As Rachel’s eyes met the eyes of the young man, a smile of recognition crossed the girl’s face. She threw open the window. ‘Good-morning, Mr Tiltcroft.’
To which the young man answered, as he stepped across the road: ‘Good-morning, Miss Rachel.’
‘Have you come from the counting-house?’
‘Yes; I’m on my “rounds,” you know, as usual,’ replied the young man; ‘and happening by mere accident to be passing this way on matters of business for Armytage and Company, I thought it would scarcely be polite to go by the house of Silas Monk without inquiring after the health of Miss Monk, his grand-daughter.’
‘You are very kind. Won’t you come in?’
The young man willingly assented. The girl opened the front-door, and they went in together, and sat down side by side near the fire.
‘You have always been such a kind friend to my grandfather and to me, Walter,’ said the girl, ‘that although it may seem strange to you that I should put the question I am going to ask, still I am sure you will believe I have a good reason for doing so. Tell me, if you can, why it is that my grandfather, who has served the House of Armytage and Company so many years—so many, many years,’ she repeated with emphasis, ‘and so faithfully too, should receive so paltry a salary? Can you explain it?’
The young man looked up with some surprise expressed in his frank eyes. ‘Paltry, Rachel?’ asked he. ‘I call it princely!’
A look of disappointment, even of regret, came into the girl’s face. ‘That is what grandfather says. He talks as though he thought it princely too. He always reminds me, when I mention the subject, that there are hundreds of poor clerks in this old city of London who would be only too glad if they could make sure of a like remuneration.’
‘So I should think,’ cried the young man, laughing. ‘Why, Rachel, if I had a salary half as large as your grandfather, I’d ask you to marry me to-morrow!’
‘Be serious, please.’
‘So I am serious! What astonishes me is, that Silas Monk, with the fine salary—in my opinion, very fine salary—which he draws from Armytage and Company, should live in a back street like this. It’s downright incomprehensible!’

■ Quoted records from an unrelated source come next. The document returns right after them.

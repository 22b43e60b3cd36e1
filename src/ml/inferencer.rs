// ============================================================
// Layer 5 — Inferencer
// ============================================================
// Rebuilds a trained model from a checkpoint directory and runs
// it over a labelled dataset without autodiff. The architecture
// comes from the saved train_config.json, so it always matches
// the stored record.

use anyhow::Result;
use burn::prelude::*;

use crate::data::{batcher::ImageBatcher, dataset::ImageDataset};
use crate::infra::checkpoint::CheckpointManager;
use crate::ml::attention::AttentionMode;
use crate::ml::evaluator::{evaluate, Accuracy};
use crate::ml::model::VisionTransformer;
use crate::ml::trainer::build_loader;

pub struct Inferencer<B: Backend> {
    model:       VisionTransformer<B>,
    image_size:  [usize; 2],
    num_classes: usize,
    device:      B::Device,
}

impl<B: Backend> Inferencer<B> {
    pub fn from_checkpoint(
        ckpt_manager: &CheckpointManager,
        num_classes:  usize,
        device:       B::Device,
    ) -> Result<Self> {
        let cfg       = ckpt_manager.load_config()?;
        let model_cfg = cfg.model_config(num_classes);
        model_cfg.validate()?;

        let model: VisionTransformer<B> = model_cfg.init(&device);
        let model = ckpt_manager.load_model(model, &device)?;
        tracing::info!(
            "Model loaded from '{}' ({} trainable parameters)",
            ckpt_manager.dir().display(),
            model.num_trainable_params()
        );

        Ok(Self {
            model,
            image_size: model_cfg.image_size,
            num_classes,
            device,
        })
    }

    pub fn model(&self) -> &VisionTransformer<B> {
        &self.model
    }

    /// Accuracy of the loaded model on `dataset`, once per mode.
    pub fn evaluate(
        &self,
        dataset:     ImageDataset,
        batch_size:  usize,
        num_workers: usize,
        modes:       &[AttentionMode],
    ) -> Result<Vec<Accuracy>> {
        let loader = build_loader::<B>(
            ImageBatcher::eval(self.image_size),
            dataset,
            batch_size,
            num_workers,
            None,
            &self.device,
        );
        evaluate(&self.model, loader.iter(), modes, self.num_classes)
    }
}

‘What can you mean?’ The girl uttered the words in a hurried voice, as though a sudden thought had crossed her mind. She placed her hand upon Walter’s arm and said: ‘Don’t speak!’
What troubled her was the discovery that her grandfather had deceived her. There was no truth in what he had led her to believe about their intense poverty. They were perhaps rich, and had been for years, while she had remained in ignorance of the fact. What was his object in concealing this from her? She could not doubt that it was a good one. He knew the world and all the horrors of poverty; how often he had spoken of that! He wished to leave her in a position of independence; and doubtless he had the intention of telling her this secret as an agreeable surprise.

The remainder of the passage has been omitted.